DATASET ENTRIES |
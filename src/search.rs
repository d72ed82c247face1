//! The search controller: walk a [`CandidatePlan`] until a trial fits.
//!
//! The walk is greedy. The first trial at or under the byte ceiling is
//! accepted and the rest of the grid is never evaluated. If nothing fits, or
//! the per-image time budget runs out, the plan's fallback is evaluated and
//! accepted regardless of its size, so the search always terminates after at
//! most [`CandidatePlan::max_trials`] evaluations.
//!
//! Only one encoded buffer is alive at a time: a rejected trial is dropped
//! before the next one runs.

use crate::imaging::{BackendError, ImageBackend};
use crate::ladder::CandidatePlan;
use crate::trial::{SourceImage, TrialResult, evaluate};
use std::time::{Duration, Instant};
use thiserror::Error;

#[derive(Error, Debug)]
pub enum SearchError {
    #[error("Fallback trial failed: {0}")]
    FallbackFailed(#[source] BackendError),
}

/// The accepted trial.
#[derive(Debug)]
pub struct SearchResult {
    pub trial: TrialResult,
    /// True when no ladder trial met the ceiling.
    pub fallback: bool,
    /// Trials evaluated, fallback included.
    pub trials_run: usize,
}

pub fn search<B: ImageBackend>(
    backend: &B,
    source: &SourceImage<B::Image>,
    plan: &CandidatePlan,
    target_bytes: u64,
    time_budget: Option<Duration>,
) -> Result<SearchResult, SearchError> {
    let deadline = time_budget.map(|budget| Instant::now() + budget);
    let mut trials_run = 0;

    for config in plan.trials() {
        if deadline.is_some_and(|d| Instant::now() >= d) {
            tracing::warn!(trials_run, "time budget exhausted, using fallback");
            break;
        }

        trials_run += 1;
        match evaluate(backend, source, config) {
            Ok(trial) => {
                tracing::debug!(
                    scale = trial.scale,
                    quality = ?trial.quality,
                    width = trial.width,
                    bytes = trial.bytes(),
                    "trial"
                );
                if trial.bytes() <= target_bytes {
                    return Ok(SearchResult {
                        trial,
                        fallback: false,
                        trials_run,
                    });
                }
            }
            Err(e) => {
                tracing::warn!(
                    scale = config.scale,
                    quality = ?config.setting.quality(),
                    "trial failed, skipping: {}",
                    e
                );
            }
        }
    }

    trials_run += 1;
    let trial = evaluate(backend, source, plan.fallback).map_err(SearchError::FallbackFailed)?;
    tracing::info!(
        scale = trial.scale,
        quality = ?trial.quality,
        bytes = trial.bytes(),
        target = target_bytes,
        "no trial met the target, using fallback"
    );
    Ok(SearchResult {
        trial,
        fallback: true,
        trials_run,
    })
}
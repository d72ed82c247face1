//! Parameter types for encode operations.
//!
//! These describe *what* to encode with, not *how*. The search picks them from
//! the family profile and hands them to the [`backend`](super::backend), so a
//! mock backend can stand in for the real codecs without touching search logic.
//!
//! ## Types
//!
//! - [`Quality`]: JPEG quality (1–100). Clamped on construction.
//! - [`PngCompression`]: PNG deflate effort; always lossless.
//! - [`EncodeSetting`]: one point on a family's parameter ladder.

use crate::types::FormatFamily;
use serde::{Deserialize, Serialize};

/// Quality setting for lossy JPEG encoding (1-100).
#[derive(Debug, Clone, Copy, PartialEq, Eq, PartialOrd, Ord)]
pub struct Quality(u8);

impl Quality {
    pub fn new(value: u8) -> Self {
        Self(value.clamp(1, 100))
    }

    pub fn value(self) -> u8 {
        self.0
    }
}

/// Lossless PNG compression effort.
#[derive(Debug, Clone, Copy, PartialEq, Eq, Default, Serialize, Deserialize)]
#[serde(rename_all = "lowercase")]
pub enum PngCompression {
    Fast,
    Default,
    /// Maximal lossless level.
    #[default]
    Best,
}

/// A single encode configuration. The variant fixes the container, so a
/// setting can only ever produce output of its own family.
#[derive(Debug, Clone, Copy, PartialEq, Eq)]
pub enum EncodeSetting {
    Jpeg(Quality),
    Png(PngCompression),
}

impl EncodeSetting {
    pub fn family(self) -> FormatFamily {
        match self {
            Self::Jpeg(_) => FormatFamily::Photographic,
            Self::Png(_) => FormatFamily::Graphic,
        }
    }

    /// JPEG quality, if this is a lossy setting.
    pub fn quality(self) -> Option<u8> {
        match self {
            Self::Jpeg(q) => Some(q.value()),
            Self::Png(_) => None,
        }
    }
}

#[cfg(test)]
mod tests {
    use super::*;

    #[test]
    fn quality_clamps_to_valid_range() {
        assert_eq!(Quality::new(0).value(), 1);
        assert_eq!(Quality::new(45).value(), 45);
        assert_eq!(Quality::new(150).value(), 100);
    }

    #[test]
    fn setting_family_matches_container() {
        assert_eq!(
            EncodeSetting::Jpeg(Quality::new(75)).family(),
            FormatFamily::Photographic
        );
        assert_eq!(
            EncodeSetting::Png(PngCompression::Best).family(),
            FormatFamily::Graphic
        );
    }

    #[test]
    fn only_jpeg_reports_quality() {
        assert_eq!(EncodeSetting::Jpeg(Quality::new(55)).quality(), Some(55));
        assert_eq!(EncodeSetting::Png(PngCompression::Best).quality(), None);
    }

    #[test]
    fn png_compression_parses_lowercase() {
        #[derive(Deserialize)]
        struct Wrapper {
            compression: PngCompression,
        }
        let w: Wrapper = toml::from_str(r#"compression = "fast""#).unwrap();
        assert_eq!(w.compression, PngCompression::Fast);
    }
}
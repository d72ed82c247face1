use clap::{Parser, Subcommand};
use downsize::config::{self, Config};
use downsize::imaging::RustBackend;
use downsize::output;
use downsize::policy::CompressionPolicy;
use downsize::process;
use std::path::{Path, PathBuf};
use std::process::ExitCode;
use tracing_subscriber::EnvFilter;

#[derive(Parser)]
#[command(name = "downsize")]
#[command(about = "Shrink oversized JPEG and PNG files to a byte budget, in place")]
#[command(long_about = "\
Shrink oversized JPEG and PNG files to a byte budget, in place

For every file over the target size, a grid of resample scales (and JPEG
qualities) is walked until the first encoding fits. If nothing fits without
going under the minimum width, the smallest allowed setting is used.

  photo.jpg            → overwritten, same format
  photo.jpg.backup     → pristine original, created once, never overwritten

Files already under the target are left untouched.

Run 'downsize gen-config' to generate a documented downsize.toml.")]
#[command(version)]
struct Cli {
    /// Config file (default: ./downsize.toml if present)
    #[arg(long, global = true)]
    config: Option<PathBuf>,

    /// More diagnostics on stderr (-v debug, -vv trace). RUST_LOG overrides.
    #[arg(short, long, action = clap::ArgAction::Count, global = true)]
    verbose: u8,

    #[command(subcommand)]
    command: Command,
}

#[derive(Subcommand)]
enum Command {
    /// Compress files in place
    Compress {
        /// JPEG or PNG files
        #[arg(required = true)]
        files: Vec<PathBuf>,
        /// Target size in KiB (overrides config)
        #[arg(long)]
        target_kb: Option<u64>,
        /// Minimum output width in pixels (overrides config)
        #[arg(long)]
        min_width: Option<u32>,
        /// Write a JSON report of every file to this path
        #[arg(long)]
        report: Option<PathBuf>,
    },
    /// Show the trials each file would get, without encoding anything
    Plan {
        #[arg(required = true)]
        files: Vec<PathBuf>,
        #[arg(long)]
        target_kb: Option<u64>,
        #[arg(long)]
        min_width: Option<u32>,
    },
    /// Print a stock downsize.toml with all options documented
    GenConfig,
}

fn main() -> Result<ExitCode, Box<dyn std::error::Error>> {
    let cli = Cli::parse();
    init_tracing(cli.verbose);

    match cli.command {
        Command::Compress {
            files,
            target_kb,
            min_width,
            report,
        } => {
            let config = load(cli.config.as_deref(), target_kb, min_width)?;
            init_thread_pool(&config.processing);
            let policy = CompressionPolicy::from_config(&config);

            let candidates = process::candidates_from_paths(files);
            let (tx, rx) = std::sync::mpsc::channel();
            let printer = std::thread::spawn(move || {
                for event in rx {
                    for line in output::format_process_event(&event) {
                        println!("{}", line);
                    }
                }
            });
            let result =
                process::process_batch(&candidates, &policy, &config.backup.suffix, Some(tx));
            printer
                .join()
                .map_err(|_| "progress printer thread panicked")?;

            output::print_summary(&result.summary);

            if let Some(path) = report {
                let json = serde_json::to_string_pretty(&result)?;
                std::fs::write(&path, json)?;
            }
            if result.has_failures() {
                return Ok(ExitCode::FAILURE);
            }
        }
        Command::Plan {
            files,
            target_kb,
            min_width,
        } => {
            let config = load(cli.config.as_deref(), target_kb, min_width)?;
            let policy = CompressionPolicy::from_config(&config);
            let backend = RustBackend::new();
            let mut failed = false;
            for path in &files {
                match process::plan_file(&backend, path, &policy) {
                    Ok(plan) => output::print_plan(&plan),
                    Err(e) => {
                        failed = true;
                        println!("{}: {}", path.display(), e);
                    }
                }
            }
            if failed {
                return Ok(ExitCode::FAILURE);
            }
        }
        Command::GenConfig => {
            print!("{}", config::stock_config_toml());
        }
    }

    Ok(ExitCode::SUCCESS)
}

/// Load config and apply command-line overrides.
fn load(
    explicit: Option<&Path>,
    target_kb: Option<u64>,
    min_width: Option<u32>,
) -> Result<Config, config::ConfigError> {
    config::load_config(explicit, Path::new("."))?.with_overrides(target_kb, min_width)
}

/// Diagnostics go to stderr so progress output on stdout stays clean.
fn init_tracing(verbose: u8) {
    let default_level = match verbose {
        0 => "warn",
        1 => "debug",
        _ => "trace",
    };
    let filter = EnvFilter::try_from_default_env()
        .unwrap_or_else(|_| EnvFilter::new(format!("downsize={default_level}")));
    tracing_subscriber::fmt()
        .with_env_filter(filter)
        .with_writer(std::io::stderr)
        .with_target(false)
        .without_time()
        .init();
}

/// Initialize the rayon thread pool based on processing config.
///
/// Caps at the number of available CPU cores. The user can constrain down, not up.
fn init_thread_pool(processing: &config::ProcessingConfig) {
    let threads = config::effective_threads(processing);
    rayon::ThreadPoolBuilder::new()
        .num_threads(threads)
        .build_global()
        .ok();
}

BRIEF |
Look above for the line with "KiB (overrides config)" and the line with "for event in"; transcribe both and all lines in between, exactly, and nothing else.

TASK RESPONSE |
        /// Target size in KiB (overrides config)
        #[arg(long)]
        target_kb: Option<u64>,
        /// Minimum output width in pixels (overrides config)
        #[arg(long)]
        min_width: Option<u32>,
        /// Write a JSON report of every file to this path
        #[arg(long)]
        report: Option<PathBuf>,
    },
    /// Show the trials each file would get, without encoding anything
    Plan {
        #[arg(required = true)]
        files: Vec<PathBuf>,
        #[arg(long)]
        target_kb: Option<u64>,
        #[arg(long)]
        min_width: Option<u32>,
    },
    /// Print a stock downsize.toml with all options documented
    GenConfig,
}

fn main() -> Result<ExitCode, Box<dyn std::error::Error>> {
    let cli = Cli::parse();
    init_tracing(cli.verbose);

    match cli.command {
        Command::Compress {
            files,
            target_kb,
            min_width,
            report,
        } => {
            let config = load(cli.config.as_deref(), target_kb, min_width)?;
            init_thread_pool(&config.processing);
            let policy = CompressionPolicy::from_config(&config);

            let candidates = process::candidates_from_paths(files);
            let (tx, rx) = std::sync::mpsc::channel();
            let printer = std::thread::spawn(move || {
                for event in rx {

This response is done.